Spatial control of cell division by GA-OsGRF7/8 module in a leaf explains the leaf length variation between cultivated and wild rice

Abstract

Cellular and genetic understanding of rice leaf size regulation is limited, despite rice being the staple food of more than half of the global population. We investigated the mechanism controlling the rice leaf length using cultivated and wild rice accessions that remarkably differed for leaf size. Comparative transcriptomics, Gibberellic Acid (GA) quantification, and leaf kinematics of the contrasting accessions suggested the involvement of GA, cell cycle, and Growth-Regulating Factors (GRFs) in the rice leaf size regulation. Zone-specific expression analysis and VIGS established the functions of specific GRFs in the process.

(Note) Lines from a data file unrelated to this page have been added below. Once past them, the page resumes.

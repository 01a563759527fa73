//! Categories command implementation.
//!
//! The `ladle categories` command lists catalog categories.

use crate::cli::args::CategoriesArgs;
use crate::cli::context::AppContext;
use crate::error::Result;
use crate::ui::{Table, UserInterface};

use super::dispatcher::{Command, CommandResult};

/// The categories command implementation.
pub struct CategoriesCommand {
    context: AppContext,
    args: CategoriesArgs,
}

impl CategoriesCommand {
    /// Create a new categories command.
    pub fn new(context: &AppContext, args: CategoriesArgs) -> Self {
        Self {
            context: context.clone(),
            args,
        }
    }
}

impl Command for CategoriesCommand {
    fn execute(&self, ui: &mut dyn UserInterface) -> Result<CommandResult> {
        let client = self.context.catalog();

        let mut spinner = ui.start_spinner("Fetching categories...");
        let categories = match client.categories() {
            Ok(categories) => {
                spinner.finish_clear();
                categories
            }
            Err(e) => {
                spinner.finish_clear();
                ui.error(&e.to_string());
                return Ok(CommandResult::failure(1));
            }
        };

        if categories.is_empty() {
            ui.message("The catalog has no categories.");
            return Ok(CommandResult::success());
        }

        let mut table = if self.args.wide {
            Table::new(vec!["Name", "Description"]).max_cell_width(72)
        } else {
            Table::new(vec!["Name"])
        };

        for category in &categories {
            if self.args.wide {
                table.add_row(vec![
                    &category.name,
                    category.description.as_deref().unwrap_or(""),
                ]);
            } else {
                table.add_row(vec![&category.name]);
            }
        }

        ui.message(&table.render());
        Ok(CommandResult::success())
    }
}
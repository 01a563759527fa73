//! The user's personal recipe notebook.
//!
//! User-authored recipes are persisted as a single JSON blob under a
//! fixed storage key and rewritten in full on every mutation. The
//! [`NotebookStore`] serializes each load-modify-persist cycle so
//! mutations apply in the order they were invoked.

pub mod recipe;
pub mod store;

pub use recipe::CustomRecipe;
pub use store::{NotebookStore, STORAGE_KEY};
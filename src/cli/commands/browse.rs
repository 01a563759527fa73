//! Browse command implementation.
//!
//! The `ladle browse` command runs an interactive session: pick a
//! category, pick a recipe, view it, toggle favorites. Favorites are
//! session state and live exactly as long as the process.

use std::sync::{Arc, Mutex};

use crate::catalog::CatalogClient;
use crate::cli::args::BrowseArgs;
use crate::cli::context::AppContext;
use crate::error::Result;
use crate::favorites::{ChangeKind, FavoritesChange, FavoritesStore};
use crate::recipe::Recipe;
use crate::ui::theme::LadleTheme;
use crate::ui::{render_custom_recipe, render_recipe_detail, UserInterface};

use super::dispatcher::{Command, CommandResult};

/// The browse command implementation.
pub struct BrowseCommand {
    context: AppContext,
    args: BrowseArgs,
}

/// The last favorites change, written by the store's notify and read
/// back by the session loop to report what a toggle did.
type ChangeSlot = Arc<Mutex<Option<FavoritesChange>>>;

impl BrowseCommand {
    /// Create a new browse command.
    pub fn new(context: &AppContext, args: BrowseArgs) -> Self {
        Self {
            context: context.clone(),
            args,
        }
    }

    fn browse_catalog(
        &self,
        ui: &mut dyn UserInterface,
        client: &CatalogClient,
        favorites: &mut FavoritesStore,
        changes: &ChangeSlot,
    ) -> Result<()> {
        let mut preselected = self.args.category.clone();

        loop {
            let category = match preselected.take() {
                Some(category) => category,
                None => {
                    let mut spinner = ui.start_spinner("Fetching categories...");
                    let categories = client.categories();
                    spinner.finish_clear();

                    let categories = match categories {
                        Ok(categories) => categories,
                        Err(e) => {
                            ui.error(&e.to_string());
                            return Ok(());
                        }
                    };

                    if categories.is_empty() {
                        ui.message("The catalog has no categories.");
                        return Ok(());
                    }

                    let names: Vec<String> =
                        categories.iter().map(|c| c.name.clone()).collect();
                    match ui.select("Pick a category", &names)? {
                        Some(index) => names[index].clone(),
                        None => return Ok(()),
                    }
                }
            };

            self.browse_category(ui, client, favorites, changes, &category)?;
        }
    }

    fn browse_category(
        &self,
        ui: &mut dyn UserInterface,
        client: &CatalogClient,
        favorites: &mut FavoritesStore,
        changes: &ChangeSlot,
        category: &str,
    ) -> Result<()> {
        let mut spinner = ui.start_spinner(&format!("Fetching {} recipes...", category));
        let recipes = client.recipes_in_category(category);
        spinner.finish_clear();

        let recipes = match recipes {
            Ok(recipes) => recipes,
            Err(e) => {
                ui.error(&e.to_string());
                return Ok(());
            }
        };

        if recipes.is_empty() {
            ui.message(&format!("No recipes in '{}'.", category));
            return Ok(());
        }

        let theme = LadleTheme::new();
        loop {
            let labels: Vec<String> = recipes
                .iter()
                .map(|r| format!("{} {}", theme.favorite_marker(favorites.is_favorite(&r.id)), r.name))
                .collect();

            match ui.select(category, &labels)? {
                Some(index) => self.recipe_detail(ui, favorites, changes, &recipes[index])?,
                None => return Ok(()),
            }
        }
    }

    fn recipe_detail(
        &self,
        ui: &mut dyn UserInterface,
        favorites: &mut FavoritesStore,
        changes: &ChangeSlot,
        recipe: &Recipe,
    ) -> Result<()> {
        let theme = LadleTheme::new();

        loop {
            ui.message(&render_recipe_detail(
                recipe,
                favorites.is_favorite(&recipe.id),
                &theme,
            ));

            let toggle_label = if favorites.is_favorite(&recipe.id) {
                "Remove from favorites".to_string()
            } else {
                "Add to favorites".to_string()
            };

            match ui.select(&recipe.name, &[toggle_label, "Back".to_string()])? {
                Some(0) => {
                    favorites.toggle(recipe.clone());
                    self.report_change(ui, changes);
                }
                _ => return Ok(()),
            }
        }
    }

    fn view_favorites(
        &self,
        ui: &mut dyn UserInterface,
        favorites: &mut FavoritesStore,
        changes: &ChangeSlot,
    ) -> Result<()> {
        loop {
            if favorites.is_empty() {
                ui.message("No favorite recipes yet!");
                return Ok(());
            }

            let names: Vec<String> =
                favorites.recipes().iter().map(|r| r.name.clone()).collect();
            let Some(index) = ui.select("My favorite recipes", &names)? else {
                return Ok(());
            };

            // Clone out: the detail view needs to mutate the store.
            let recipe = favorites.recipes()[index].clone();
            self.recipe_detail(ui, favorites, changes, &recipe)?;
        }
    }

    fn view_notebook(&self, ui: &mut dyn UserInterface) -> Result<()> {
        let notebook = self.context.notebook();
        let theme = LadleTheme::new();

        loop {
            // Re-read on every pass; any mutation makes a snapshot stale.
            let recipes = notebook.load();

            if recipes.is_empty() {
                ui.message("No recipes added yet. Use 'ladle my add' to create one.");
                return Ok(());
            }

            let titles: Vec<String> = recipes.iter().map(|r| r.title.clone()).collect();
            match ui.select("My recipes", &titles)? {
                Some(index) => ui.message(&render_custom_recipe(&recipes[index], &theme)),
                None => return Ok(()),
            }
        }
    }

    fn report_change(&self, ui: &mut dyn UserInterface, changes: &ChangeSlot) {
        let change = changes.lock().expect("change slot poisoned").take();

        if let Some(change) = change {
            match change.kind {
                ChangeKind::Added => ui.success(&format!(
                    "Added to favorites ({} total).",
                    change.total
                )),
                ChangeKind::Removed => ui.message(&format!(
                    "Removed from favorites ({} left).",
                    change.total
                )),
            }
        }
    }
}

impl Command for BrowseCommand {
    fn execute(&self, ui: &mut dyn UserInterface) -> Result<CommandResult> {
        if !ui.is_interactive() {
            ui.error("'ladle browse' needs an interactive terminal. Try 'ladle categories'.");
            return Ok(CommandResult::failure(2));
        }

        let client = self.context.catalog();
        let mut favorites = FavoritesStore::new();

        let changes: ChangeSlot = Arc::new(Mutex::new(None));
        let sink = Arc::clone(&changes);
        favorites.subscribe(move |change| {
            *sink.lock().expect("change slot poisoned") = Some(change.clone());
        });

        loop {
            let menu = vec![
                "Browse categories".to_string(),
                format!("Favorites ({})", favorites.len()),
                "My recipes".to_string(),
                "Quit".to_string(),
            ];

            match ui.select("ladle", &menu)? {
                Some(0) => self.browse_catalog(ui, &client, &mut favorites, &changes)?,
                Some(1) => self.view_favorites(ui, &mut favorites, &changes)?,
                Some(2) => self.view_notebook(ui)?,
                _ => break,
            }
        }

        Ok(CommandResult::success())
    }
}
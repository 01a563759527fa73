//! Wire formats for catalog responses.
//!
//! Catalog deployments disagree on key names: recipe ids arrive as `id`,
//! `idFood`, or `idMeal`; names as `recipeName` or `strMeal`; categories
//! carry their own `idCategory` space. Serde aliases absorb the
//! spellings and [`WireRecipe::normalize`] picks the one canonical
//! identity — the recipe's own id. Category ids never become recipe
//! identities.

use serde::Deserialize;

use crate::recipe::{Category, Ingredient, Recipe, RecipeId};

/// Envelope for category listings.
#[derive(Debug, Deserialize)]
pub struct CategoriesResponse {
    #[serde(default)]
    pub categories: Vec<WireCategory>,
}

/// Envelope for recipe listings and lookups.
#[derive(Debug, Deserialize)]
pub struct RecipesResponse {
    #[serde(default, alias = "meals")]
    pub recipes: Vec<WireRecipe>,
}

/// A recipe record as it appears on the wire.
#[derive(Debug, Clone, Default, Deserialize)]
#[serde(default)]
pub struct WireRecipe {
    #[serde(alias = "idFood", alias = "idMeal")]
    pub id: Option<String>,

    #[serde(alias = "recipeName", alias = "strMeal")]
    pub name: Option<String>,

    #[serde(alias = "recipeImage", alias = "strMealThumb")]
    pub image: Option<String>,

    #[serde(alias = "recipeInstructions", alias = "strInstructions")]
    pub instructions: Option<String>,

    #[serde(alias = "strCategory")]
    pub category: Option<String>,

    #[serde(alias = "cookingTime")]
    pub cooking_time_minutes: Option<u32>,

    pub servings: Option<u32>,

    pub calories: Option<u32>,

    #[serde(alias = "type")]
    pub difficulty: Option<String>,

    pub ingredients: Vec<WireIngredient>,
}

/// An ingredient line as it appears on the wire.
#[derive(Debug, Clone, Default, Deserialize)]
#[serde(default)]
pub struct WireIngredient {
    #[serde(alias = "ingredientName")]
    pub name: Option<String>,

    pub measure: Option<String>,
}

/// A category record as it appears on the wire.
#[derive(Debug, Clone, Default, Deserialize)]
#[serde(default)]
pub struct WireCategory {
    #[serde(alias = "idCategory")]
    pub id: Option<String>,

    #[serde(alias = "strCategory", alias = "categoryName")]
    pub name: Option<String>,

    #[serde(alias = "strCategoryThumb", alias = "categoryImage")]
    pub image: Option<String>,

    #[serde(alias = "strCategoryDescription", alias = "categoryDescription")]
    pub description: Option<String>,
}

impl WireRecipe {
    /// Normalize to the canonical model.
    ///
    /// Returns `None` when the record carries no usable id; such records
    /// cannot participate in favorites and are dropped at this boundary.
    pub fn normalize(self) -> Option<Recipe> {
        let id = self.id.filter(|id| !id.trim().is_empty())?;

        let ingredients = self
            .ingredients
            .into_iter()
            .filter_map(|i| {
                i.name.map(|name| Ingredient {
                    name,
                    measure: i.measure,
                })
            })
            .collect();

        Some(Recipe {
            id: RecipeId::new(id),
            name: self.name.unwrap_or_else(|| "Untitled recipe".to_string()),
            image: self.image,
            instructions: self.instructions,
            category: self.category,
            cooking_time_minutes: self.cooking_time_minutes,
            servings: self.servings,
            calories: self.calories,
            difficulty: self.difficulty,
            ingredients,
        })
    }
}

impl WireCategory {
    /// Normalize to the canonical model.
    ///
    /// Returns `None` when neither an id nor a name is present.
    pub fn normalize(self) -> Option<Category> {
        let name = self.name.filter(|n| !n.trim().is_empty())?;
        let id = self.id.unwrap_or_else(|| name.clone());

        Some(Category {
            id,
            name,
            image: self.image,
            description: self.description,
        })
    }
}

/// Normalize a batch of wire recipes, dropping records with no id.
pub fn normalize_recipes(wire: Vec<WireRecipe>) -> Vec<Recipe> {
    let total = wire.len();
    let recipes: Vec<Recipe> = wire.into_iter().filter_map(WireRecipe::normalize).collect();

    if recipes.len() < total {
        tracing::warn!(
            dropped = total - recipes.len(),
            "dropped catalog records with no usable id"
        );
    }

    recipes
}
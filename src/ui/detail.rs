//! Recipe detail cards.

use crate::notebook::CustomRecipe;
use crate::recipe::Recipe;

use super::theme::LadleTheme;

/// Render a catalog recipe as a multi-line detail card.
pub fn render_recipe_detail(recipe: &Recipe, is_favorite: bool, theme: &LadleTheme) -> String {
    let mut out = String::new();

    out.push_str(&format!(
        "{} {}\n",
        theme.header.apply_to(&recipe.name),
        theme.favorite_marker(is_favorite),
    ));

    if let Some(category) = &recipe.category {
        out.push_str(&format!("{}\n", theme.dim.apply_to(category)));
    }

    let mut facts = Vec::new();
    if let Some(mins) = recipe.cooking_time_minutes {
        facts.push(format!("{} mins", mins));
    }
    if let Some(servings) = recipe.servings {
        facts.push(format!("{} servings", servings));
    }
    if let Some(calories) = recipe.calories {
        facts.push(format!("{} kcal", calories));
    }
    if let Some(difficulty) = &recipe.difficulty {
        facts.push(difficulty.clone());
    }
    if !facts.is_empty() {
        out.push_str(&facts.join(" · "));
        out.push('\n');
    }

    if let Some(image) = &recipe.image {
        out.push_str(&format!("{} {}\n", theme.key.apply_to("Image:"), image));
    }

    if !recipe.ingredients.is_empty() {
        out.push('\n');
        out.push_str(&format!("{}\n", theme.key.apply_to("Ingredients")));
        for ingredient in &recipe.ingredients {
            match &ingredient.measure {
                Some(measure) => {
                    out.push_str(&format!("  - {} ({})\n", ingredient.name, measure))
                }
                None => out.push_str(&format!("  - {}\n", ingredient.name)),
            }
        }
    }

    if let Some(instructions) = &recipe.instructions {
        out.push('\n');
        out.push_str(&format!("{}\n", theme.key.apply_to("Instructions")));
        out.push_str(instructions);
        out.push('\n');
    }

    out
}

/// Render a notebook recipe as a multi-line detail card.
pub fn render_custom_recipe(recipe: &CustomRecipe, theme: &LadleTheme) -> String {
    let mut out = String::new();

    out.push_str(&format!("{}\n", theme.header.apply_to(&recipe.title)));

    if let Some(image) = &recipe.image {
        out.push_str(&format!("{} {}\n", theme.key.apply_to("Image:"), image));
    }

    if let Some(description) = &recipe.description {
        out.push('\n');
        out.push_str(description);
        out.push('\n');
    }

    if let Some(created) = recipe.created_at {
        out.push_str(&format!(
            "{}\n",
            theme
                .dim
                .apply_to(format!("Added {}", created.format("%Y-%m-%d"))),
        ));
    }

    out
}

#[cfg(test)]
mod tests {
    use super::*;
    use crate::recipe::Ingredient;

    #[test]
    fn detail_card_contains_name_and_facts() {
        let mut recipe = Recipe::new("1", "Shakshuka");
        recipe.category = Some("Vegetarian".into());
        recipe.cooking_time_minutes = Some(35);
        recipe.servings = Some(3);
        recipe.ingredients.push(Ingredient {
            name: "Eggs".into(),
            measure: Some("4".into()),
        });

        let card = render_recipe_detail(&recipe, false, &LadleTheme::new());
        assert!(card.contains("Shakshuka"));
        assert!(card.contains("35 mins"));
        assert!(card.contains("3 servings"));
        assert!(card.contains("Eggs (4)"));
    }

    #[test]
    fn detail_card_marks_favorites() {
        let recipe = Recipe::new("1", "Shakshuka");
        let card = render_recipe_detail(&recipe, true, &LadleTheme::new());
        assert!(card.contains('\u{2665}'));
    }

    #[test]
    fn custom_card_handles_missing_description() {
        let card = render_custom_recipe(&CustomRecipe::new("Flatbread"), &LadleTheme::new());
        assert!(card.contains("Flatbread"));
    }
}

The leaf length of the selected accessions was strongly correlated with GA levels. Higher GA content in wild rice accessions with longer leaves and GA-induced increase in the leaf length via an increase in cell division confirmed a GA-mediated regulation of division zone in rice. Downstream to GA, OsGRF7 and OsGRF8 function for controlling cell division to determine the rice leaf length. Spatial control of cell division to determine the division zone size mediated by GA and downstream OsGRF7 and OsGRF8 explains the leaf length differences between the cultivated and wild rice. This mechanism to control rice leaf length might have contributed to optimizing leaf size during domestication.